Yine gelmiş bahar. Doğa insanların yeni bir döneme uyanması gibi uyanıyor. Sabah saatlerinin sessizliğinde, o tatlı serçelerin cıvıltılarını duymak bile heyecan veriyor. Tüm kış boyunca, balkon ve bahçelerde, kupkuru dalları ile soğuktan üşümüş çiçekler bir sabah bakıyorum yeşillenmişler.
Tüm canlılar gibi bitkilerin de doğal bir yaşam döngüsü olmasına rağmen, ben bahar ayı değişimlerini harika mucizeler olarak görüyorum. Bir sabah bakıyorum, sokaklarda ağaçlar pembe ve beyaz, gelin gibi süslenmişler. Uykudan uyanan tabiat ana sanki bizlere de “hadi uyanın” diye mesaj gönderiyor. Her sene kış mevsiminden sonra, Mart ayı ile birlikte rengârenk baharın geleceğini hepimiz biliyoruz. Eğer içinizde enerji ve neşe hissetmiyorsanız bilin ki bu her zaman bir depresyon veya bahar yorgunluğu habercisi olmayabilir.
Her bahar olduğu gibi kadınların özellikle D vitamini ve demir seviyelerini ölçtürmelerini tavsiye ediyorum. Londra gibi güneşin o güzel yüzünü daha az gösterdiği yerlerde biliyorsunuz ki D vitamini seviye ölçümü çok daha önemli. Bahar mevsimi ile birlikte artık güneş kendini daha çok göstereceği için bahçelerde, parklarda yürüyüş, her gün on beş dakika bile olsa güneşte bulunmaya özen gösterelim. Tabi bunu yaparken güneşin sağlıklı saatlerini bilmek ve tam öğle vakti güneşte bulunmamak lazım.
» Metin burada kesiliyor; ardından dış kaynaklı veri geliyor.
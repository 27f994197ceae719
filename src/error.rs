use std::fmt;

/// Custom error type for AWX operations
#[derive(Debug)]
pub enum AwxError {
    /// HTTP request failed
    Http(reqwest::Error),
    /// API returned a non-success response
    Api { status: u16, message: String },
    /// Mandatory fields are absent from a request payload
    MissingFields(Vec<String>),
    /// JSON encoding or decoding error
    Json(String),
    /// Base URL or pagination cursor could not be parsed
    InvalidUrl(String),
    /// Configuration error
    Config(String),
}

impl fmt::Display for AwxError {
    fn fmt(&self, f: &mut fmt::Formatter<'_>) -> fmt::Result {
        match self {
            AwxError::Http(e) => write!(f, "HTTP request failed: {}", e),
            AwxError::Api { status, message } => {
                write!(f, "API error (status {}): {}", status, message)
            }
            AwxError::MissingFields(fields) => write!(
                f,
                "mandatory input arguments are absent: {}",
                fields.join(", ")
            ),
            AwxError::Json(msg) => write!(f, "JSON error: {}", msg),
            AwxError::InvalidUrl(msg) => write!(f, "Invalid URL: {}", msg),
            AwxError::Config(msg) => write!(f, "Configuration error: {}", msg),
        }
    }
}

impl std::error::Error for AwxError {
    fn source(&self) -> Option<&(dyn std::error::Error + 'static)> {
        match self {
            AwxError::Http(e) => Some(e),
            _ => None,
        }
    }
}

impl From<reqwest::Error> for AwxError {
    fn from(err: reqwest::Error) -> Self {
        AwxError::Http(err)
    }
}

impl From<serde_json::Error> for AwxError {
    fn from(err: serde_json::Error) -> Self {
        AwxError::Json(err.to_string())
    }
}

/// Result type alias for AWX operations
pub type Result<T> = std::result::Result<T, AwxError>;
Güneş, ruhsal ve fiziksel en güçlü iyileştirici.Buna rağmen cildimizin hızlı yaşlanmasını ve kahverengi lekelerin oluşmasını istemiyorsak dışarı çıkarken, gün içinde bile cilt yapımıza uygun, doğal bir güneş koruyucu krem sürmenin faydalarını hatırlayalım, arkadaşlarımıza hatırlatalım. Unutmadan! Hani geleneksel bir bahar temizliğimiz vardır. Halen devam ediyor mu bu gelenek bilmiyorum ama ruhumuz için de çok faydalı olduğunu düşündüğüm bir alışkanlık. Biliyorsunuz yaşadığımız mekanlar ruh halimiz için çok önemli. Lüks veya büyük bir evimizin olmasından bahsetmiyorum. Küçücük bir odayı bile daha kullanışlı ve sevimli bir hale getirmek bizim elimizde.
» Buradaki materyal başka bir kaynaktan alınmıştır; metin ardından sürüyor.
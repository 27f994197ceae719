//! Organization API operations
//!
//! Besides CRUD on organizations, every related collection of an
//! organization (admins, users, teams, ...) gets the same four calls:
//! list, create, associate and disassociate.

use log::debug;
use serde::de::DeserializeOwned;

use crate::awx::models::{
    Application, Credential, Inventory, JobTemplate, Organization, Team, User,
};
use crate::awx::roles::Role;
use crate::awx::{AwxClient, Payload, QueryParams};
use crate::config::api::{self, related};
use crate::error::Result;

impl AwxClient {
    /// List all organizations (with pagination)
    pub async fn list_organizations(&self, params: &QueryParams) -> Result<Vec<Organization>> {
        self.list_collection(api::ORGANIZATIONS, params).await
    }

    /// Get an organization by ID
    pub async fn get_organization(&self, id: i64) -> Result<Organization> {
        self.get_resource(
            &api::resource_path(api::ORGANIZATIONS, id),
            &QueryParams::new(),
            &format!("organization {}", id),
        )
        .await
    }

    /// Create an organization
    ///
    /// Mandatory fields: `name`.
    pub async fn create_organization(&self, data: &Payload) -> Result<Organization> {
        self.create_resource(
            &api::collection_path(api::ORGANIZATIONS),
            data,
            &["name"],
            &QueryParams::new(),
            "organization",
        )
        .await
    }

    /// Update an organization (PATCH)
    pub async fn update_organization(&self, id: i64, data: &Payload) -> Result<Organization> {
        self.update_resource(
            &api::resource_path(api::ORGANIZATIONS, id),
            data,
            &QueryParams::new(),
            &format!("organization {}", id),
        )
        .await
    }

    /// Delete an organization
    pub async fn delete_organization(&self, id: i64) -> Result<()> {
        self.delete_resource(
            &api::resource_path(api::ORGANIZATIONS, id),
            &format!("organization {}", id),
        )
        .await
    }

    async fn list_organization_related<T>(
        &self,
        org_id: i64,
        relation: &str,
        params: &QueryParams,
    ) -> Result<Vec<T>>
    where
        T: DeserializeOwned,
    {
        debug!("Listing {} of organization {}", relation, org_id);
        self.list_related(api::ORGANIZATIONS, org_id, relation, params)
            .await
    }

    async fn create_organization_related<T>(
        &self,
        org_id: i64,
        relation: &str,
        data: &Payload,
        mandatory_fields: &[&str],
    ) -> Result<T>
    where
        T: DeserializeOwned,
    {
        self.create_resource(
            &api::related_path(api::ORGANIZATIONS, org_id, relation),
            data,
            mandatory_fields,
            &QueryParams::new(),
            &format!("{} in organization {}", relation, org_id),
        )
        .await
    }

    // Admins

    /// List the admins of an organization
    pub async fn list_organization_admins(
        &self,
        org_id: i64,
        params: &QueryParams,
    ) -> Result<Vec<User>> {
        self.list_organization_related(org_id, related::ADMINS, params)
            .await
    }

    /// Create a user as an admin of the organization
    ///
    /// Mandatory fields: `username`, `email`.
    pub async fn create_organization_admin(&self, org_id: i64, data: &Payload) -> Result<User> {
        self.create_organization_related(org_id, related::ADMINS, data, &["username", "email"])
            .await
    }

    /// Make an existing user an admin of the organization
    pub async fn associate_organization_admin(&self, org_id: i64, user_id: i64) -> Result<()> {
        self.associate(api::ORGANIZATIONS, org_id, related::ADMINS, user_id)
            .await
    }

    /// Remove a user's admin role from the organization
    pub async fn disassociate_organization_admin(&self, org_id: i64, user_id: i64) -> Result<()> {
        self.disassociate(api::ORGANIZATIONS, org_id, related::ADMINS, user_id)
            .await
    }

    /// Check whether a user is an admin of the organization
    pub async fn is_organization_admin(&self, org_id: i64, user_id: i64) -> Result<bool> {
        let admins = self
            .list_organization_admins(org_id, &QueryParams::new())
            .await?;
        Ok(admins.iter().any(|admin| admin.id == user_id))
    }

    // Users

    /// List the users of an organization
    pub async fn list_organization_users(
        &self,
        org_id: i64,
        params: &QueryParams,
    ) -> Result<Vec<User>> {
        self.list_organization_related(org_id, related::USERS, params)
            .await
    }

    /// Create a user in the organization
    ///
    /// Mandatory fields: `username`, `email`.
    pub async fn create_organization_user(&self, org_id: i64, data: &Payload) -> Result<User> {
        self.create_organization_related(org_id, related::USERS, data, &["username", "email"])
            .await
    }

    /// Add an existing user to the organization
    pub async fn associate_organization_user(&self, org_id: i64, user_id: i64) -> Result<()> {
        self.associate(api::ORGANIZATIONS, org_id, related::USERS, user_id)
            .await
    }

    /// Remove a user from the organization
    pub async fn disassociate_organization_user(&self, org_id: i64, user_id: i64) -> Result<()> {
        self.disassociate(api::ORGANIZATIONS, org_id, related::USERS, user_id)
            .await
    }

    // Teams

    /// List the teams of an organization
    pub async fn list_organization_teams(
        &self,
        org_id: i64,
        params: &QueryParams,
    ) -> Result<Vec<Team>> {
        self.list_organization_related(org_id, related::TEAMS, params)
            .await
    }

    /// Create a team in the organization
    ///
    /// Mandatory fields: `name`.
    pub async fn create_organization_team(&self, org_id: i64, data: &Payload) -> Result<Team> {
        self.create_organization_related(org_id, related::TEAMS, data, &["name"])
            .await
    }

    pub async fn associate_organization_team(&self, org_id: i64, team_id: i64) -> Result<()> {
        self.associate(api::ORGANIZATIONS, org_id, related::TEAMS, team_id)
            .await
    }

    pub async fn disassociate_organization_team(&self, org_id: i64, team_id: i64) -> Result<()> {
        self.disassociate(api::ORGANIZATIONS, org_id, related::TEAMS, team_id)
            .await
    }

    // Applications

    /// List the OAuth2 applications of an organization
    pub async fn list_organization_applications(
        &self,
        org_id: i64,
        params: &QueryParams,
    ) -> Result<Vec<Application>> {
        self.list_organization_related(org_id, related::APPLICATIONS, params)
            .await
    }

    /// Create an OAuth2 application in the organization
    ///
    /// Mandatory fields: `name`, `client_type`, `authorization_grant_type`.
    pub async fn create_organization_application(
        &self,
        org_id: i64,
        data: &Payload,
    ) -> Result<Application> {
        self.create_organization_related(
            org_id,
            related::APPLICATIONS,
            data,
            &["name", "client_type", "authorization_grant_type"],
        )
        .await
    }

    pub async fn associate_organization_application(
        &self,
        org_id: i64,
        application_id: i64,
    ) -> Result<()> {
        self.associate(api::ORGANIZATIONS, org_id, related::APPLICATIONS, application_id)
            .await
    }

    pub async fn disassociate_organization_application(
        &self,
        org_id: i64,
        application_id: i64,
    ) -> Result<()> {
        self.disassociate(api::ORGANIZATIONS, org_id, related::APPLICATIONS, application_id)
            .await
    }

    // Credentials

    /// List the credentials of an organization
    pub async fn list_organization_credentials(
        &self,
        org_id: i64,
        params: &QueryParams,
    ) -> Result<Vec<Credential>> {
        self.list_organization_related(org_id, related::CREDENTIALS, params)
            .await
    }

    /// Create a credential in the organization
    ///
    /// Mandatory fields: `name`, `credential_type`.
    pub async fn create_organization_credential(
        &self,
        org_id: i64,
        data: &Payload,
    ) -> Result<Credential> {
        self.create_organization_related(
            org_id,
            related::CREDENTIALS,
            data,
            &["name", "credential_type"],
        )
        .await
    }

    pub async fn associate_organization_credential(
        &self,
        org_id: i64,
        credential_id: i64,
    ) -> Result<()> {
        self.associate(api::ORGANIZATIONS, org_id, related::CREDENTIALS, credential_id)
            .await
    }

    pub async fn disassociate_organization_credential(
        &self,
        org_id: i64,
        credential_id: i64,
    ) -> Result<()> {
        self.disassociate(api::ORGANIZATIONS, org_id, related::CREDENTIALS, credential_id)
            .await
    }

    // Inventories

    /// List the inventories of an organization
    pub async fn list_organization_inventories(
        &self,
        org_id: i64,
        params: &QueryParams,
    ) -> Result<Vec<Inventory>> {
        self.list_organization_related(org_id, related::INVENTORIES, params)
            .await
    }

    /// Create an inventory in the organization
    ///
    /// Mandatory fields: `name`.
    pub async fn create_organization_inventory(
        &self,
        org_id: i64,
        data: &Payload,
    ) -> Result<Inventory> {
        self.create_organization_related(org_id, related::INVENTORIES, data, &["name"])
            .await
    }

    pub async fn associate_organization_inventory(
        &self,
        org_id: i64,
        inventory_id: i64,
    ) -> Result<()> {
        self.associate(api::ORGANIZATIONS, org_id, related::INVENTORIES, inventory_id)
            .await
    }

    pub async fn disassociate_organization_inventory(
        &self,
        org_id: i64,
        inventory_id: i64,
    ) -> Result<()> {
        self.disassociate(api::ORGANIZATIONS, org_id, related::INVENTORIES, inventory_id)
            .await
    }

    // Job templates

    /// List the job templates of an organization
    pub async fn list_organization_job_templates(
        &self,
        org_id: i64,
        params: &QueryParams,
    ) -> Result<Vec<JobTemplate>> {
        self.list_organization_related(org_id, related::JOB_TEMPLATES, params)
            .await
    }

    /// Create a job template in the organization
    ///
    /// Mandatory fields: `name`, `job_type`, `inventory`, `project`.
    pub async fn create_organization_job_template(
        &self,
        org_id: i64,
        data: &Payload,
    ) -> Result<JobTemplate> {
        self.create_organization_related(
            org_id,
            related::JOB_TEMPLATES,
            data,
            &["name", "job_type", "inventory", "project"],
        )
        .await
    }

    pub async fn associate_organization_job_template(
        &self,
        org_id: i64,
        template_id: i64,
    ) -> Result<()> {
        self.associate(api::ORGANIZATIONS, org_id, related::JOB_TEMPLATES, template_id)
            .await
    }

    pub async fn disassociate_organization_job_template(
        &self,
        org_id: i64,
        template_id: i64,
    ) -> Result<()> {
        self.disassociate(api::ORGANIZATIONS, org_id, related::JOB_TEMPLATES, template_id)
            .await
    }

    // Object roles

    /// List every object role of an organization
    pub async fn list_organization_object_roles(
        &self,
        org_id: i64,
        params: &QueryParams,
    ) -> Result<Vec<Role>> {
        self.list_organization_related(org_id, related::OBJECT_ROLES, params)
            .await
    }

    /// Create an object role in the organization
    ///
    /// Mandatory fields: `name`.
    pub async fn create_organization_object_role(
        &self,
        org_id: i64,
        data: &Payload,
    ) -> Result<Role> {
        self.create_organization_related(org_id, related::OBJECT_ROLES, data, &["name"])
            .await
    }

    pub async fn associate_organization_object_role(
        &self,
        org_id: i64,
        role_id: i64,
    ) -> Result<()> {
        self.associate(api::ORGANIZATIONS, org_id, related::OBJECT_ROLES, role_id)
            .await
    }

    pub async fn disassociate_organization_object_role(
        &self,
        org_id: i64,
        role_id: i64,
    ) -> Result<()> {
        self.disassociate(api::ORGANIZATIONS, org_id, related::OBJECT_ROLES, role_id)
            .await
    }
}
Evimizdeki, odamızdaki çok eski, kırık ve kullanılamayacak eşyaları, giysileri çöpe atmak. Çok eski olmayan ama sadece elimizde tutup, bir gün kullanırım diyerek biriktirdiğimiz eşyaları ise yardım derneklerine veya etrafımızda ihtiyacı olanlara vermek. Dolaplarınız ve eviniz hafifledikçe inanın ruhunuz da hafifleyecek. “Yeniye yer açılmadan yeni şeyler hayatımıza giremez”.
Diğer yandan eğer bu düzenlemeyi nasıl yapacağınızı, yeni bir hayat tarzına nereden başlayacağınızı bilmiyorsanız, mekânlarınızın kullanışlı ve planlı olabilmesi için bazen bu işin uzmanlarından da destek alabilirsiniz. Hep iç güzellik dedim gelecek haftalar biraz da iç mekânlarımızın güzelliğinden bahsedeceğim.
Sevgi ve mutlulukla kalın.
e-mail: info@ndlondon.com
- Kendiniz Olma Alışkanlığı…
- Hayata Dair…
- Zihin, Duygu ve Beden Bağlantısı…
- 25. Kare Tekniği ve Subliminal Mesaj Nedir?
- Hayata Dair…
- Kadının Bilgeliği…
- Para Koçluğu Nedir?
- Geçmişim, İzin Ver De Gelişeyim…
- Yürek Isıtan Görüntüler Lazım…
- Motive Eden Film Önerilerim…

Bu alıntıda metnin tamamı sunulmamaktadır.